- _EXERCISE OBJECTIVE_: Reproduce the entries in full, with no changes.

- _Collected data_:
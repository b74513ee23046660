use crate::expansion::ExpansionState;
use crate::graph::{EdgeDefinition, GraphDefinition, NodeDefinition};
use ahash::AHashSet;

/// The subset of a graph currently eligible for display.
///
/// Node and edge order match the input definition, so downstream stages see
/// a stable, insertion-ordered view.
#[derive(Debug, Clone, Default)]
pub struct VisibleGraph {
    pub nodes: Vec<NodeDefinition>,
    pub edges: Vec<EdgeDefinition>,
}

/// Computes the subset of `graph` visible under `expanded`.
///
/// A node is visible when its depth is 0, when it has no incoming edges, or
/// when at least one incoming edge originates from a node that is itself
/// visible *and* expanded. An edge is visible exactly when both endpoints
/// are. Edges referencing unknown node IDs are dropped up front so partial
/// procedure data still renders.
///
/// The membership test is an iterative fixed point rather than a recursive
/// walk: the visible set only ever grows from the root seed, so cyclic
/// back-edges can never grant visibility on their own and the loop
/// terminates on any input.
pub fn resolve(graph: &GraphDefinition, expanded: &ExpansionState) -> VisibleGraph {
    if graph.nodes.is_empty() {
        return VisibleGraph::default();
    }

    let known: AHashSet<&str> = graph.nodes.iter().map(|n| n.id.as_str()).collect();
    let edges: Vec<&EdgeDefinition> = graph
        .edges
        .iter()
        .filter(|e| known.contains(e.source.as_str()) && known.contains(e.target.as_str()))
        .collect();

    let has_incoming: AHashSet<&str> = edges.iter().map(|e| e.target.as_str()).collect();

    let mut visible: AHashSet<&str> = graph
        .nodes
        .iter()
        .filter(|n| n.depth == 0 || !has_incoming.contains(n.id.as_str()))
        .map(|n| n.id.as_str())
        .collect();

    loop {
        let mut changed = false;
        for edge in &edges {
            if !visible.contains(edge.target.as_str())
                && visible.contains(edge.source.as_str())
                && expanded.contains(&edge.source)
            {
                visible.insert(edge.target.as_str());
                changed = true;
            }
        }
        if !changed {
            break;
        }
    }

    VisibleGraph {
        nodes: graph
            .nodes
            .iter()
            .filter(|n| visible.contains(n.id.as_str()))
            .cloned()
            .collect(),
        edges: edges
            .into_iter()
            .filter(|e| {
                visible.contains(e.source.as_str()) && visible.contains(e.target.as_str())
            })
            .cloned()
            .collect(),
    }
}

- _ANSWER BELOW_:
repository b74513ee23046660
use crate::expansion::ExpansionState;
use crate::graph::{EdgeDefinition, GraphDefinition, NodeDefinition};
use ahash::AHashSet;

/// The subset of a graph currently eligible for display.
///
/// Node and edge order match the input definition, so downstream stages see
/// a stable, insertion-ordered view.
#[derive(Debug, Clone, Default)]
pub struct VisibleGraph {
    pub nodes: Vec<NodeDefinition>,
    pub edges: Vec<EdgeDefinition>,
}

/// Computes the subset of `graph` visible under `expanded`.
///
/// A node is visible when its depth is 0, when it has no incoming edges, or
/// when at least one incoming edge originates from a node that is itself
/// visible *and* expanded. An edge is visible exactly when both endpoints
/// are. Edges referencing unknown node IDs are dropped up front so partial
/// procedure data still renders.
///
/// The membership test is an iterative fixed point rather than a recursive
/// walk: the visible set only ever grows from the root seed, so cyclic
/// back-edges can never grant visibility on their own and the loop
/// terminates on any input.
pub fn resolve(graph: &GraphDefinition, expanded: &ExpansionState) -> VisibleGraph {
    if graph.nodes.is_empty() {
        return VisibleGraph::default();
    }

    let known: AHashSet<&str> = graph.nodes.iter().map(|n| n.id.as_str()).collect();
    let edges: Vec<&EdgeDefinition> = graph
        .edges
        .iter()
        .filter(|e| known.contains(e.source.as_str()) && known.contains(e.target.as_str()))
        .collect();

    let has_incoming: AHashSet<&str> = edges.iter().map(|e| e.target.as_str()).collect();

    let mut visible: AHashSet<&str> = graph
        .nodes
        .iter()
        .filter(|n| n.depth == 0 || !has_incoming.contains(n.id.as_str()))
        .map(|n| n.id.as_str())
        .collect();

    loop {
        let mut changed = false;
        for edge in &edges {
            if !visible.contains(edge.target.as_str())
                && visible.contains(edge.source.as_str())
                && expanded.contains(&edge.source)
            {
                visible.insert(edge.target.as_str());
                changed = true;
            }
        }
        if !changed {
            break;
        }
    }

    VisibleGraph {
        nodes: graph
            .nodes
            .iter()
            .filter(|n| visible.contains(n.id.as_str()))
            .cloned()
            .collect(),
        edges: edges
            .into_iter()
            .filter(|e| {
                visible.contains(e.source.as_str()) && visible.contains(e.target.as_str())
            })
            .cloned()
            .collect(),
    }
}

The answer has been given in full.